Ich hatte bereits vor einiger Zeit darauf hingewiesen, dass ich die steuerliche Prüfung der Angemessenheit von Gehältern der GmbH-Gesellschafter-Geschäftsführer für dringend reformbedürftig halte (vgl. „Abzug gewerbesteuerlicher Verlustvorträge – falsches Verständnis der Unternehmensidentität“). Diese Kritik möchte ich heute erneuern. Die noch immer gültigen Grundsätze zur Angemessenheitsprüfung sind nun 22 Jahre alt (vgl. BFH 05.10.1994, I R 50/94), werden aber nach wie vor angewandt, so also zum einen die 50-Prozent-Grenze (Tantieme darf nicht mehr als 50 Prozent des Jahresüberschusses betragen) als auch zum anderen die 75:25-Prozent-Regelung (Verhältnis Festgehalt zur Tantieme), auch wenn letztere zuletzt aufgeweicht worden ist. Nach dem deutschen Verständnis dürften die Gesellschafter-Geschäftsführer von einigen der erfolgreichsten Digitalkonzerne der Welt keine Tantieme erhalten.

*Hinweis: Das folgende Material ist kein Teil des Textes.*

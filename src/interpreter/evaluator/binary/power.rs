use crate::{
    error::RuntimeError,
    interpreter::evaluator::core::{EvalResult, Evaluator},
};

impl Evaluator<'_> {
    /// Evaluates an exponentiation.
    ///
    /// Zero raised to a negative power is a division by zero. A negative base
    /// with a fractional exponent has no real result. A result that overflows
    /// to infinity from finite operands is reported as an overflow.
    ///
    /// # Parameters
    /// - `base`: The base value.
    /// - `exponent`: The exponent value.
    ///
    /// # Returns
    /// An `EvalResult<f64>` containing `base ^ exponent`.
    ///
    /// # Example
    /// ```
    /// use linecalc::{error::RuntimeError, interpreter::evaluator::core::Evaluator};
    ///
    /// assert_eq!(Evaluator::eval_pow(2.0, -1.0), Ok(0.5));
    /// assert_eq!(Evaluator::eval_pow(0.0, -1.0), Err(RuntimeError::DivisionByZero));
    /// assert!(Evaluator::eval_pow(-8.0, 0.5).is_err());
    /// ```
    pub fn eval_pow(base: f64, exponent: f64) -> EvalResult<f64> {
        if base == 0.0 && exponent < 0.0 {
            return Err(RuntimeError::DivisionByZero);
        }

        let value = base.powf(exponent);
        let finite_operands = base.is_finite() && exponent.is_finite();
        if value.is_nan() && finite_operands {
            return Err(RuntimeError::ComplexResult { base:     base.to_string(),
                                                     exponent: exponent.to_string(), });
        }
        if value.is_infinite() && finite_operands {
            return Err(RuntimeError::Overflow { base:     base.to_string(),
                                                exponent: exponent.to_string(), });
        }
        Ok(value)
    }
}
/// Operator dispatch.
pub mod core;
/// Exponentiation.
pub mod power;
/// Addition, subtraction, multiplication and division.
pub mod scalar;
use logos::Logos;

/// Represents one raw lexical unit of an input line.
///
/// The lexer only classifies characters. Numbers are delivered one digit at a
/// time because whitespace between digits does not end a number; the
/// tokenizer accumulates them and resolves signs, operator runs and implied
/// multiplication.
#[derive(Logos, Debug, PartialEq, Eq, Clone, Copy)]
pub enum Lexeme {
    /// A single decimal digit, `0` through `9`.
    #[regex(r"[0-9]", parse_digit)]
    Digit(u8),
    /// An ASCII letter, a candidate variable reference.
    #[regex(r"[a-zA-Z]", parse_letter)]
    Letter(char),
    /// `+`
    #[token("+")]
    Plus,
    /// `-`
    #[token("-")]
    Minus,
    /// `*`
    #[token("*")]
    Star,
    /// `/`
    #[token("/")]
    Slash,
    /// `^`
    #[token("^")]
    Caret,
    /// `(`
    #[token("(")]
    LParen,
    /// `)`
    #[token(")")]
    RParen,
    /// Spaces, tabs and line breaks.
    #[regex(r"[ \t\r\n\f]+", logos::skip)]
    Ignored,
}

/// Parses the digit under the lexer cursor.
///
/// # Returns
/// - `Some(u8)`: The digit's value.
/// - `None`: If the slice is not a digit.
fn parse_digit(lex: &logos::Lexer<Lexeme>) -> Option<u8> {
    lex.slice().parse().ok()
}

/// Returns the letter under the lexer cursor.
fn parse_letter(lex: &logos::Lexer<Lexeme>) -> Option<char> {
    lex.slice().chars().next()
}
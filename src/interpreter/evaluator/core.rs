use tracing::{debug, trace};

use crate::{
    error::RuntimeError,
    interpreter::{
        store::VariableStore,
        token::{Operator, Precedence, Token},
    },
};

/// Result type used by the evaluator.
///
/// All evaluation functions return either a value of type `T` or a
/// `RuntimeError` describing the failure.
pub type EvalResult<T> = Result<T, RuntimeError>;

/// Default limit on how deeply parentheses may nest.
pub const MAX_NESTING_DEPTH: usize = 64;

/// A token after variable substitution.
///
/// Variables have no representation here, so no reduction pass can meet one.
#[derive(Debug, Clone, Copy, PartialEq)]
pub(crate) enum Term {
    Number(f64),
    Operator(Operator),
    LeftParen,
    RightParen,
}

/// Reduces token sequences to numbers.
///
/// An `Evaluator` borrows the variable table for the duration of one
/// evaluation. Reduction runs in a fixed order of passes, each consuming the
/// output of the previous one:
///
/// 1. every variable is replaced by its stored value,
/// 2. every top-level parenthesised group is evaluated recursively and
///    replaced by its value,
/// 3. `^` is collapsed from left to right,
/// 4. `*` and `/` are collapsed from left to right in the order they appear,
/// 5. `+` and `-` are collapsed from left to right in the order they appear.
///
/// Collapsing left to right makes `^` left-associative: `2^3^2` is `64`.
///
/// # Example
/// ```
/// use linecalc::interpreter::{
///     evaluator::core::Evaluator,
///     store::VariableStore,
///     token::{Operator, Token},
/// };
///
/// let store = VariableStore::new();
/// let tokens = [Token::Number(12.0),
///               Token::Operator(Operator::Add),
///               Token::Number(-6.0),
///               Token::Operator(Operator::Div),
///               Token::Number(5.0)];
///
/// let value = Evaluator::new(&store).evaluate(&tokens).unwrap();
/// assert!((value - 10.8).abs() < 1e-12);
/// ```
pub struct Evaluator<'a> {
    store:     &'a VariableStore,
    max_depth: usize,
}

impl<'a> Evaluator<'a> {
    /// Creates an evaluator reading variables from `store`, with the default
    /// nesting limit.
    #[must_use]
    pub const fn new(store: &'a VariableStore) -> Self {
        Self { store,
               max_depth: MAX_NESTING_DEPTH }
    }

    /// Sets how many levels of parentheses may be nested.
    #[must_use]
    pub const fn with_max_depth(mut self, max_depth: usize) -> Self {
        self.max_depth = max_depth;
        self
    }

    /// Evaluates a token sequence and returns its value.
    ///
    /// # Parameters
    /// - `tokens`: The sequence to reduce, usually a tokenized
    ///   [`Expression`](crate::interpreter::token::Expression).
    ///
    /// # Returns
    /// The value of the expression.
    ///
    /// # Errors
    /// Returns [`RuntimeError::DivisionByZero`] when a divisor is zero and
    /// [`RuntimeError::NestingTooDeep`] when parentheses nest deeper than the
    /// limit. Malformed sequences that the tokenizer never produces, such as
    /// an operator without operands or an unknown variable, are reported as
    /// internal errors.
    pub fn evaluate(&self, tokens: &[Token]) -> EvalResult<f64> {
        let terms = self.substitute(tokens)?;
        let value = self.reduce(&terms, 0)?;
        debug!(value, "evaluated expression");
        Ok(value)
    }

    fn substitute(&self, tokens: &[Token]) -> EvalResult<Vec<Term>> {
        tokens.iter()
              .map(|token| match *token {
                  Token::Number(value) => Ok(Term::Number(value)),
                  Token::Operator(op) => Ok(Term::Operator(op)),
                  Token::LeftParen => Ok(Term::LeftParen),
                  Token::RightParen => Ok(Term::RightParen),
                  Token::Variable(name) => self.store
                                               .get(name)
                                               .map(Term::Number)
                                               .ok_or(RuntimeError::UnknownVariable { name }),
              })
              .collect()
    }

    /// Runs the group, power, product and sum passes over `terms`.
    fn reduce(&self, terms: &[Term], depth: usize) -> EvalResult<f64> {
        if depth > self.max_depth {
            return Err(RuntimeError::NestingTooDeep { limit: self.max_depth });
        }

        let mut terms = self.resolve_groups(terms, depth)?;
        for level in Precedence::ALL {
            terms = Self::collapse(terms, level)?;
            trace!(?level, ?terms, depth, "collapsed");
        }

        match terms.as_slice() {
            [Term::Number(value)] => Ok(*value),
            _ => Err(RuntimeError::Unreduced { remaining: terms.len() }),
        }
    }

    /// Replaces each outermost parenthesised group by its value.
    ///
    /// Nested groups are left to the recursive call on the group's contents.
    fn resolve_groups(&self, terms: &[Term], depth: usize) -> EvalResult<Vec<Term>> {
        let mut resolved = Vec::with_capacity(terms.len());
        let mut hanging = 0_usize;
        let mut open_index = 0;

        for (i, term) in terms.iter().enumerate() {
            match term {
                Term::LeftParen => {
                    if hanging == 0 {
                        open_index = i;
                    }
                    hanging += 1;
                },
                Term::RightParen => {
                    hanging = hanging.checked_sub(1).ok_or(RuntimeError::UnbalancedGroup)?;
                    if hanging == 0 {
                        let inner = &terms[open_index + 1..i];
                        resolved.push(Term::Number(self.reduce(inner, depth + 1)?));
                    }
                },
                _ if hanging == 0 => resolved.push(*term),
                _ => {},
            }
        }

        if hanging != 0 {
            return Err(RuntimeError::UnbalancedGroup);
        }
        Ok(resolved)
    }
}

/// Evaluates `tokens` against `store` with the default nesting limit.
///
/// # Errors
/// See [`Evaluator::evaluate`].
///
/// # Example
/// ```
/// use linecalc::{
///     error::RuntimeError,
///     interpreter::{
///         evaluator::core::evaluate,
///         store::VariableStore,
///         token::{Operator, Token},
///     },
/// };
///
/// let store = VariableStore::new();
/// let tokens = [Token::Number(12.0), Token::Operator(Operator::Div), Token::Number(0.0)];
/// assert_eq!(evaluate(&tokens, &store), Err(RuntimeError::DivisionByZero));
/// ```
pub fn evaluate(tokens: &[Token], store: &VariableStore) -> EvalResult<f64> {
    Evaluator::new(store).evaluate(tokens)
}
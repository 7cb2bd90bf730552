use logos::Logos;
use tracing::debug;

use crate::{
    error::ExpressionError,
    interpreter::{
        lexer::Lexeme,
        store::VariableStore,
        token::{Expression, Operator, Token, TokenKind},
    },
};

/// Result type used by the tokenizer.
pub type TokenizeResult<T> = Result<T, ExpressionError>;

/// Longest run of operator characters accepted, such as the `+-` in `12+-6`.
pub const MAX_OPERATOR_RUN: usize = 2;

/// Adjacent token kinds that have a multiplication implied between them.
///
/// `5(4)` reads as `5*(4)`, `(4)6` as `(4)*6`, `2x` as `2*x` and `xy` as
/// `x*y`.
const IMPLIED_MULTIPLICATION: [(TokenKind, TokenKind); 8] =
    [(TokenKind::Number, TokenKind::Variable),
     (TokenKind::Number, TokenKind::LeftParen),
     (TokenKind::Variable, TokenKind::Number),
     (TokenKind::Variable, TokenKind::Variable),
     (TokenKind::Variable, TokenKind::LeftParen),
     (TokenKind::RightParen, TokenKind::Number),
     (TokenKind::RightParen, TokenKind::Variable),
     (TokenKind::RightParen, TokenKind::LeftParen)];

/// Converts a line of text into an [`Expression`].
///
/// The scan runs once from left to right. Digits accumulate into a pending
/// number; whitespace is skipped anywhere, even between digits. Runs of up to
/// two operators are resolved: after an operator or `(` a `-` negates the
/// next number and a `+` is dropped. The sign is carried into a following
/// group, so `-(3+4)` negates the `3` alone. A multiplication is inserted
/// between adjacent operands, so `5(4)` becomes `5 * ( 4 )`. Unclosed
/// parentheses are closed at the end of the line.
///
/// Letters are only accepted if they name a variable already in `store`.
///
/// # Parameters
/// - `line`: The text to tokenize.
/// - `store`: The variables that may be referenced.
///
/// # Returns
/// The token sequence of the line.
///
/// # Errors
/// Returns an [`ExpressionError`] if the line is blank, contains an
/// unsupported character or unknown variable, has too many operators in a
/// row, starts or ends with an operator, or closes more parentheses than it
/// opens.
///
/// # Example
/// ```
/// use linecalc::interpreter::{
///     store::VariableStore,
///     token::{Operator, Token},
///     tokenizer::tokenize,
/// };
///
/// let store = VariableStore::new();
/// let expression = tokenize("12+-6", &store).unwrap();
/// assert_eq!(expression.as_slice(),
///            &[Token::Number(12.0), Token::Operator(Operator::Add), Token::Number(-6.0)]);
///
/// assert!(tokenize("12+++6", &store).is_err());
/// ```
pub fn tokenize(line: &str, store: &VariableStore) -> TokenizeResult<Expression> {
    if line.trim().is_empty() {
        return Err(ExpressionError::Empty);
    }

    let mut tokenizer = Tokenizer::new(store);
    let mut lexer = Lexeme::lexer(line);

    while let Some(lexeme) = lexer.next() {
        match lexeme {
            Ok(lexeme) => tokenizer.feed(lexeme)?,
            Err(()) => {
                let ch = lexer.slice().chars().next().unwrap_or(char::REPLACEMENT_CHARACTER);
                return Err(ExpressionError::UnsupportedCharacter { ch });
            },
        }
    }

    let expression = tokenizer.finish()?;
    debug!(line, %expression, "tokenized line");
    Ok(expression)
}

/// Returns `true` if a multiplication belongs between `prev` and `next`.
fn implies_multiplication(prev: &Token, next: &Token) -> bool {
    IMPLIED_MULTIPLICATION.contains(&(prev.kind(), next.kind()))
}

/// Scan state for a single line.
struct Tokenizer<'a> {
    store:        &'a VariableStore,
    tokens:       Vec<Token>,
    /// Digits seen since the last non-digit, as a value.
    pending:      Option<f64>,
    /// A `-` sign waiting for the next operand.
    negate:       bool,
    /// `(` seen without a matching `)`.
    open_parens:  usize,
    /// Consecutive operator characters, counting a leading `(`.
    operator_run: usize,
}

impl<'a> Tokenizer<'a> {
    fn new(store: &'a VariableStore) -> Self {
        Self { store,
               tokens: Vec::new(),
               pending: None,
               negate: false,
               open_parens: 0,
               operator_run: 0 }
    }

    fn feed(&mut self, lexeme: Lexeme) -> TokenizeResult<()> {
        match lexeme {
            Lexeme::Digit(digit) => {
                let value = self.pending.unwrap_or(0.0);
                self.pending = Some(value.mul_add(10.0, f64::from(digit)));
                self.operator_run = 0;
                Ok(())
            },
            Lexeme::Letter(name) => self.variable(name),
            Lexeme::LParen => self.open_group(),
            Lexeme::RParen => self.close_group(),
            Lexeme::Plus => self.operator(Operator::Add),
            Lexeme::Minus => self.operator(Operator::Sub),
            Lexeme::Star => self.operator(Operator::Mul),
            Lexeme::Slash => self.operator(Operator::Div),
            Lexeme::Caret => self.operator(Operator::Pow),
            Lexeme::Ignored => Ok(()),
        }
    }

    /// Appends `token`, inserting an implied `*` first if needed.
    fn push(&mut self, token: Token) {
        if let Some(prev) = self.tokens.last()
           && implies_multiplication(prev, &token)
        {
            self.tokens.push(Token::Operator(Operator::Mul));
        }
        self.tokens.push(token);
    }

    /// Emits the pending number, if any, with the pending sign applied.
    fn flush_number(&mut self) -> TokenizeResult<()> {
        if let Some(value) = self.pending.take() {
            if !value.is_finite() {
                return Err(ExpressionError::LiteralTooLarge);
            }
            let value = if std::mem::take(&mut self.negate) { -value } else { value };
            self.push(Token::Number(value));
        }
        Ok(())
    }

    /// Emits a pending sign in front of a variable as `-1 *`.
    fn flush_sign(&mut self) {
        if std::mem::take(&mut self.negate) {
            self.push(Token::Number(-1.0));
            self.push(Token::Operator(Operator::Mul));
        }
    }

    fn variable(&mut self, name: char) -> TokenizeResult<()> {
        if !self.store.has(name) {
            return Err(ExpressionError::UnsupportedCharacter { ch: name });
        }
        self.flush_number()?;
        self.flush_sign();
        self.push(Token::Variable(name));
        self.operator_run = 0;
        Ok(())
    }

    /// A pending sign is kept across `(` and folds into the group's first
    /// operand.
    fn open_group(&mut self) -> TokenizeResult<()> {
        self.flush_number()?;
        self.push(Token::LeftParen);
        self.open_parens += 1;
        self.operator_run = 1;
        Ok(())
    }

    fn close_group(&mut self) -> TokenizeResult<()> {
        self.flush_number()?;
        self.open_parens =
            self.open_parens.checked_sub(1).ok_or(ExpressionError::UnbalancedParentheses)?;
        match self.tokens.last() {
            Some(Token::LeftParen) => return Err(ExpressionError::EmptyGroup),
            Some(Token::Operator(_)) | None => return Err(ExpressionError::TrailingOperator),
            _ => {},
        }
        self.push(Token::RightParen);
        self.operator_run = 0;
        Ok(())
    }

    fn operator(&mut self, op: Operator) -> TokenizeResult<()> {
        self.flush_number()?;
        self.operator_run += 1;

        let leading = matches!(self.tokens.last(),
                               None | Some(Token::Operator(_) | Token::LeftParen));
        if !leading {
            self.push(Token::Operator(op));
            return Ok(());
        }

        if self.operator_run > MAX_OPERATOR_RUN {
            return Err(ExpressionError::TooManyOperators);
        }
        match op {
            Operator::Sub => self.negate = true,
            Operator::Add => {},
            _ if self.tokens.is_empty() => {
                return Err(ExpressionError::LeadingOperator { op: op.symbol() });
            },
            _ => return Err(ExpressionError::TooManyOperators),
        }
        Ok(())
    }

    fn finish(mut self) -> TokenizeResult<Expression> {
        self.flush_number()?;
        if !matches!(self.tokens.last(),
                     Some(Token::Number(_) | Token::Variable(_) | Token::RightParen))
        {
            return Err(ExpressionError::TrailingOperator);
        }

        for _ in 0..self.open_parens {
            self.tokens.push(Token::RightParen);
        }
        Ok(Expression::from(self.tokens))
    }
}
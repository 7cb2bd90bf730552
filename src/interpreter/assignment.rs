use tracing::debug;

use crate::{
    error::AssignmentError,
    interpreter::{store::VariableStore, token::Expression, tokenizer::tokenize},
};

/// A parsed `name = expression` line, not yet evaluated or stored.
#[derive(Debug, Clone, PartialEq)]
pub struct Assignment {
    /// The variable being assigned.
    pub name:       char,
    /// The tokenized right-hand side.
    pub expression: Expression,
}

/// Splits an assignment line into its variable name and expression.
///
/// The name is the first ASCII letter left of the first `=`; other characters
/// there are skipped. The right is tokenized against `store`, so it may
/// refer to variables assigned earlier, including the one being assigned.
/// Parsing never writes to `store`.
///
/// # Errors
/// Returns an [`AssignmentError`] if the line has no `=` or more than one, no
/// letter precedes the `=`, or the right-hand side is not a valid expression.
///
/// # Example
/// ```
/// use linecalc::{
///     error::AssignmentError,
///     interpreter::{assignment::parse_assignment, store::VariableStore},
/// };
///
/// let store = VariableStore::new();
/// let assignment = parse_assignment("x = 3+4", &store).unwrap();
/// assert_eq!(assignment.name, 'x');
/// assert_eq!(assignment.expression.len(), 3);
///
/// assert_eq!(parse_assignment("3y = 1", &store).unwrap().name, 'y');
///
/// assert_eq!(parse_assignment("x = 1 = 2", &store),
///            Err(AssignmentError::MultipleEquals));
/// ```
pub fn parse_assignment(line: &str, store: &VariableStore) -> Result<Assignment, AssignmentError> {
    let Some((target, source)) = line.split_once('=') else {
        return Err(AssignmentError::MissingEquals);
    };
    if source.contains('=') {
        return Err(AssignmentError::MultipleEquals);
    }

    let name = parse_name(target)?;
    let expression = tokenize(source, store)?;
    debug!(%name, %expression, "parsed assignment");

    Ok(Assignment { name, expression })
}

/// Finds the variable name left of `=`: its first letter. Anything else
/// before `=` is skipped.
fn parse_name(target: &str) -> Result<char, AssignmentError> {
    target.chars()
          .find(char::is_ascii_alphabetic)
          .ok_or(AssignmentError::MissingName)
}
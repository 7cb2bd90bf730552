use thiserror::Error;

/// Represents all ways a line of text can fail to tokenize.
#[derive(Debug, Clone, PartialEq, Eq, Error)]
pub enum ExpressionError {
    /// The line contained nothing but whitespace.
    #[error("Empty expression")]
    Empty,
    /// More than two operator characters appeared in a row, or an operator
    /// other than a sign followed another operator.
    #[error("Too many operators in a row")]
    TooManyOperators,
    /// The line started with an operator that cannot act as a sign.
    #[error("Cannot start with '{op}'")]
    LeadingOperator {
        /// The offending operator character.
        op: char,
    },
    /// The line or a parenthesised group ended on an operator.
    #[error("Cannot end with operators")]
    TrailingOperator,
    /// A character that is neither a digit, an operator, a parenthesis,
    /// whitespace nor a known variable.
    #[error("Unsupported operation: '{ch}'")]
    UnsupportedCharacter {
        /// The character that was rejected.
        ch: char,
    },
    /// A closing parenthesis had no opening parenthesis to match.
    #[error("Cannot have more closing than opening parentheses")]
    UnbalancedParentheses,
    /// A group `()` with nothing inside.
    #[error("Parentheses cannot be empty")]
    EmptyGroup,
    /// A number literal too large to be represented.
    #[error("Literal is too large")]
    LiteralTooLarge,
}
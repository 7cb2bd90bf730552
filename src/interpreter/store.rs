use std::collections::HashMap;

use tracing::debug;

/// The variable table of a session.
///
/// Maps single-character names to values. Entries are created or overwritten
/// by assignments and are never removed. The tokenizer consults the store to
/// decide whether a letter is a variable reference, and the evaluator reads it
/// to substitute values.
///
/// # Example
/// ```
/// use linecalc::interpreter::store::VariableStore;
///
/// let mut store = VariableStore::new();
/// assert!(!store.has('x'));
///
/// store.set('x', 7.0);
/// assert!(store.has('x'));
/// assert_eq!(store.get('x'), Some(7.0));
/// ```
#[derive(Debug, Clone, Default)]
pub struct VariableStore {
    values: HashMap<char, f64>,
}

impl VariableStore {
    /// Creates an empty store.
    #[must_use]
    pub fn new() -> Self {
        Self::default()
    }

    /// Returns `true` if `name` has a stored value.
    #[must_use]
    pub fn has(&self, name: char) -> bool {
        self.values.contains_key(&name)
    }

    /// Returns the value stored under `name`, or `None` if it was never
    /// assigned.
    #[must_use]
    pub fn get(&self, name: char) -> Option<f64> {
        self.values.get(&name).copied()
    }

    /// Stores `value` under `name`, replacing any previous value.
    pub fn set(&mut self, name: char, value: f64) {
        debug!(%name, value, "storing variable");
        self.values.insert(name, value);
    }

    /// Returns the number of stored variables.
    #[must_use]
    pub fn len(&self) -> usize {
        self.values.len()
    }

    /// Returns `true` if no variable has been assigned yet.
    #[must_use]
    pub fn is_empty(&self) -> bool {
        self.values.is_empty()
    }

    /// Returns all variables ordered by name.
    #[must_use]
    pub fn entries(&self) -> Vec<(char, f64)> {
        let mut entries: Vec<_> = self.values.iter().map(|(&k, &v)| (k, v)).collect();
        entries.sort_by_key(|&(name, _)| name);
        entries
    }
}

Der Grund: Sie steigern zwar den Wert ihres Unternehmens in zum Teil astronomische Höhen (WhatsApp wurde für 19 Mrd. US-Dollar an Facebook verkauft), erzielen aber über einen längeren Zeitraum keine Gewinne. Auch Jeff Bezos, der Gründer vom Amazon, hätte beim I. Senat des BFH lange Zeit keine Gnade gefunden. Oder Travis Kalanick, der Gründer von Uber. Interessant wäre auch der Fall „Kevin Systrom und Mike Krieger“ (die Gründer von Instagram) vor deutschen Finanzgerichten gewesen. Diese hatten nämlich gar kein Ertragsmodell, ihr Unternehmen wurde dann aber dennoch für 1 Mrd. US-Dollar verkauft. Sie hätten sich in den Jahren vor dem Verkauf keine Tantieme gönnen dürfen, denn ohne Gewinn keine Tantieme – so einfach ist das Wirtschaftsverständnis in deutschen Amtsstuben und Gerichten. Aber so simpel ist das Wirtschaftsleben nun einmal nicht. Die Welt hat sich radikal verändert und mit ihr auch die Vergütungssysteme. Es wird Zeit, dass die unsäglichen „Prozent-Regelungen“, die meines Erachtens übrigens schon im Jahre 1994 keinerlei Berechtigung hatten, endlich ins „Nirwana“ befördert werden. Vielmehr gehört in eine Gesamtbetrachtung zur finanziellen Ausstattung des Gesellschafter-Geschäftsführers die Steigerung des Unternehmenswerts hinein. Ich gebe zwar gerne zu, dass sich dadurch das Steuerrecht nicht unbedingt vereinfachen würde. Es steht aber weder den Gerichten noch der Finanzverwaltung zu, starre Grenzen für Angemessenheitsprüfungen festzulegen, die noch dazu an der wirtschaftlichen Realität vorbeigehen.